Reiyana let out a breath that could pass for a mirthless laugh.

“Tomorrow night, my parents are holding a ball to celebrate the wedding, late as it is.” She glanced down at her belly.

“Despite the shadow Castiel left behind, my father insists we treat them according to their station. His father is the Duke of Caerelle. A powerful House, not just here, but across the Nine Kingdoms.”

No wonder JingYi recognized the name. She remembered the dry, incense-heavy air of the Salamander Throne room, the rustle of court silks as a fair-haired lord from the island kingdom bowed low before her father.

The details of X?en politics were not a physician’s attendant’s concern, but the aura of the moment had seeped into her bones: the tense performative dance of power.

That, JingYi understood. Power always remembered a slight, and a dead son was the deepest slight of all.

She patted Reiyana’s feet dry, her mind turning over the tangled grief. She didn’t know the right words, or how to untangle a court’s old secrets. But she knew this: Anxiety was a poison, and the princess needed calm—for herself, and for the child she carried.

“You are not alone here, Highness,” she reminded. “You are safe. You have your Alphas and your family with you.”

A cynical whisper in the back of her mind added: Foolishness and pride were often bedfellows, and powerful men rarely believed the rules applied to them.

She silenced it. This is not the X?en court.

Reiyana huffed a laugh. “You make it sound like I’ve an army behind me.”

“Well, don’t you?” JingYi replied. “Whether soldiers or simply loyal hearts, they are both support. Power.”

That earned a real smile. “You’ll see for yourself tomorrow—my parents, my three brothers. I’ll introduce you properly.”

JingYi inclined her head, even as anxiety danced beneath her ribs. Being introduced, seen by royalty, was a threshold. Once crossed, there was no fading back into anonymity.

“Any other discomforts, Your Highness? Have you been sleeping well?” she asked, returning to the familiar territory of symptoms and remedies.

“Not since the baby discovered kicking.” The princess’s hand drifted to her belly. “They seem to think nighttime is the perfect time for acrobatics.”

JingYi’s chuckle was genuine this time. “I’ll prepare a salve for your lower back, and a mild tisane to help you sleep.

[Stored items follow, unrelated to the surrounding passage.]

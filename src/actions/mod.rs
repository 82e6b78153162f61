//! Action handlers for recognized spoken commands
//!
//! Each handler runs at most once per matched command, synchronously on
//! the event-processing task; further events wait until it completes.

mod automation;
mod system;

pub use automation::{DomoticzClient, LightSwitch};
pub use system::{HostSystem, SystemControl};

use tracing::warn;

use crate::dispatch::Command;
use crate::hat::Voice;

/// The effectful side of the command grammar
pub struct Actions<S, L, V> {
    system: S,
    lights: L,
    voice: V,
}

impl<S, L, V> Actions<S, L, V>
where
    S: SystemControl,
    L: LightSwitch,
    V: Voice,
{
    pub fn new(system: S, lights: L, voice: V) -> Self {
        Self {
            system,
            lights,
            voice,
        }
    }

    /// Invoke the handler matching the classified command
    pub async fn run(&self, command: Command) {
        match command {
            Command::PowerOff => self.power_off().await,
            Command::Reboot => self.reboot().await,
            Command::SayIp => self.say_ip().await,
            Command::LightOn => self.light(true).await,
            Command::LightOff => self.light(false).await,
            Command::LightLevel(level) => self.light_level(level).await,
        }
    }

    async fn power_off(&self) {
        self.voice.say("Good bye!").await;
        self.system.shutdown().await;
    }

    async fn reboot(&self) {
        self.voice.say("See you in a bit!").await;
        self.system.reboot().await;
    }

    async fn say_ip(&self) {
        match self.system.primary_ip().await {
            Ok(Some(ip)) => {
                self.voice.say(&format!("My IP address is {ip}")).await;
            }
            Ok(None) => warn!("no network address configured"),
            Err(e) => warn!(?e, "failed to look up network address"),
        }
    }

    async fn light(&self, on: bool) {
        self.lights.set_power(on).await;
    }

    async fn light_level(&self, level: u8) {
        self.lights.set_level(level).await;
        self.voice.say_with("Yes sir!", 150, 10).await;
    }
}

#[cfg(test)]
pub(crate) mod testing {
    //! Recording test doubles shared by action and dispatcher tests

    use std::sync::Arc;
    use std::sync::Mutex;

    use anyhow::Result;

    use super::{LightSwitch, SystemControl};
    use crate::hat::Voice;

    /// Every externally visible effect, in invocation order
    #[derive(Debug, Clone, PartialEq, Eq)]
    pub enum Effect {
        Shutdown,
        Reboot,
        SetPower(bool),
        SetLevel(u8),
        Say(String),
        Status(crate::hat::Status),
        StartConversation,
        StopConversation,
    }

    #[derive(Clone, Default)]
    pub struct EffectLog(pub Arc<Mutex<Vec<Effect>>>);

    impl EffectLog {
        pub fn record(&self, effect: Effect) {
            self.0.lock().unwrap().push(effect);
        }

        pub fn take(&self) -> Vec<Effect> {
            std::mem::take(&mut *self.0.lock().unwrap())
        }
    }

    pub struct FakeSystem {
        pub log: EffectLog,
        pub ip: Option<String>,
    }

    impl SystemControl for FakeSystem {
        async fn shutdown(&self) {
            self.log.record(Effect::Shutdown);
        }

        async fn reboot(&self) {
            self.log.record(Effect::Reboot);
        }

        async fn primary_ip(&self) -> Result<Option<String>> {
            Ok(self.ip.clone())
        }
    }

    pub struct FakeLights {
        pub log: EffectLog,
    }

    impl LightSwitch for FakeLights {
        async fn set_power(&self, on: bool) {
            self.log.record(Effect::SetPower(on));
        }

        async fn set_level(&self, level: u8) {
            self.log.record(Effect::SetLevel(level));
        }
    }

    pub struct FakeVoice {
        pub log: EffectLog,
    }

    impl Voice for FakeVoice {
        async fn say(&self, text: &str) {
            self.log.record(Effect::Say(text.to_string()));
        }

        async fn say_with(&self, text: &str, _pitch: u32, _volume: u32) {
            self.log.record(Effect::Say(text.to_string()));
        }
    }

    pub type FakeActions = super::Actions<FakeSystem, FakeLights, FakeVoice>;

    /// Actions wired entirely to recording fakes
    pub fn fake_actions(ip: Option<String>) -> (FakeActions, EffectLog) {
        let log = EffectLog::default();
        let actions = super::Actions::new(
            FakeSystem {
                log: log.clone(),
                ip,
            },
            FakeLights { log: log.clone() },
            FakeVoice { log: log.clone() },
        );
        (actions, log)
    }
}

#[cfg(test)]
mod tests {
    use super::testing::{fake_actions, Effect};
    use super::*;

    #[tokio::test]
    async fn test_power_off_announces_then_shuts_down() {
        let (actions, log) = fake_actions(None);
        actions.run(Command::PowerOff).await;
        assert_eq!(
            log.take(),
            vec![Effect::Say("Good bye!".to_string()), Effect::Shutdown]
        );
    }

    #[tokio::test]
    async fn test_reboot_announces_then_reboots() {
        let (actions, log) = fake_actions(None);
        actions.run(Command::Reboot).await;
        assert_eq!(
            log.take(),
            vec![Effect::Say("See you in a bit!".to_string()), Effect::Reboot]
        );
    }

    #[tokio::test]
    async fn test_say_ip_announces_address() {
        let (actions, log) = fake_actions(Some("10.0.0.5".to_string()));
        actions.run(Command::SayIp).await;
        assert_eq!(
            log.take(),
            vec![Effect::Say("My IP address is 10.0.0.5".to_string())]
        );
    }

    #[tokio::test]
    async fn test_say_ip_silent_without_address() {
        let (actions, log) = fake_actions(None);
        actions.run(Command::SayIp).await;
        assert!(log.take().is_empty());
    }

    #[tokio::test]
    async fn test_light_level_switches_then_confirms() {
        let (actions, log) = fake_actions(None);
        actions.run(Command::LightLevel(45)).await;
        assert_eq!(
            log.take(),
            vec![
                Effect::SetLevel(45),
                Effect::Say("Yes sir!".to_string())
            ]
        );
    }
}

Nothing strong. It’ll be safe for the baby.” She paused, glancing toward the windows. “Is there an herb garden in the palace?”

“Beyond the west wing. It’s walled in on three sides, open to the sea on the fourth. My mother says it catches both moonlight and salt.”

“Then I’ll go now while the light’s still good.”

After she settled Reiyana in bed, JingYi slipped into the corridor. For a moment, she just stood, back against the door, savouring the restful hum of the palace. The herb beds waited—green, familiar, a language she spoke fluently. That was her ground. Her sanctuary.

As she walked toward the west wing, her fingers itched for the rough texture of soil, the sharp scent of crushed leaves, and the tangible work of healing that always began with her own two hands.